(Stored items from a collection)
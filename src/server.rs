//! MCP server over stdio

use std::sync::Arc;

use log::info;
use rmcp::model::{
    CallToolRequestParam, CallToolResult, Implementation, ListToolsResult, PaginatedRequestParam,
    ProtocolVersion, ServerCapabilities, ServerInfo,
};
use rmcp::service::RequestContext;
use rmcp::transport::stdio;
use rmcp::{ErrorData as McpError, RoleServer, ServerHandler, serve_server};

use crate::error::{Error, Result};
use crate::tools::ToolRegistry;

const SERVER_INSTRUCTIONS: &str = "Query Aikido Security findings. \
Use search_repository_by_name or list_repositories to find a repo_id, then \
get_issues or get_open_issue_groups to list findings. List results are \
condensed; fetch full records with get_issue_details or get_issue_group_details.";

/// MCP service exposing the Aikido tools
#[derive(Clone)]
pub struct AikidoMcpServer {
    registry: Arc<ToolRegistry>,
}

impl AikidoMcpServer {
    pub fn new(registry: ToolRegistry) -> Self {
        Self {
            registry: Arc::new(registry),
        }
    }
}

impl ServerHandler for AikidoMcpServer {
    fn get_info(&self) -> ServerInfo {
        ServerInfo {
            protocol_version: ProtocolVersion::default(),
            capabilities: ServerCapabilities::builder().enable_tools().build(),
            server_info: Implementation {
                name: env!("CARGO_PKG_NAME").into(),
                version: env!("CARGO_PKG_VERSION").into(),
                title: None,
                website_url: None,
                icons: None,
            },
            instructions: Some(SERVER_INSTRUCTIONS.into()),
        }
    }

    async fn list_tools(
        &self,
        _request: Option<PaginatedRequestParam>,
        _context: RequestContext<RoleServer>,
    ) -> std::result::Result<ListToolsResult, McpError> {
        Ok(ListToolsResult {
            tools: self.registry.list_tools(),
            next_cursor: None,
        })
    }

    async fn call_tool(
        &self,
        request: CallToolRequestParam,
        _context: RequestContext<RoleServer>,
    ) -> std::result::Result<CallToolResult, McpError> {
        Ok(self.registry.dispatch(&request.name, request.arguments).await)
    }
}

/// Serve until the peer closes stdin.
pub async fn serve_stdio(server: AikidoMcpServer) -> Result<()> {
    let (stdin, stdout) = stdio();
    let running = serve_server(server, (stdin, stdout))
        .await
        .map_err(|e| Error::Transport(e.to_string()))?;
    info!("Aikido MCP server ready on stdio");

    let reason = running
        .waiting()
        .await
        .map_err(|e| Error::Transport(e.to_string()))?;
    info!("MCP session closed: {:?}", reason);
    Ok(())
}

▶ **EXERCISE DESCRIPTION**:
Look for the word "async". Copy out every line of the data that has it.

▶ **RESULT OF THIS TASK**:
    async fn list_tools(
    async fn call_tool(
pub async fn serve_stdio(server: AikidoMcpServer) -> Result<()> {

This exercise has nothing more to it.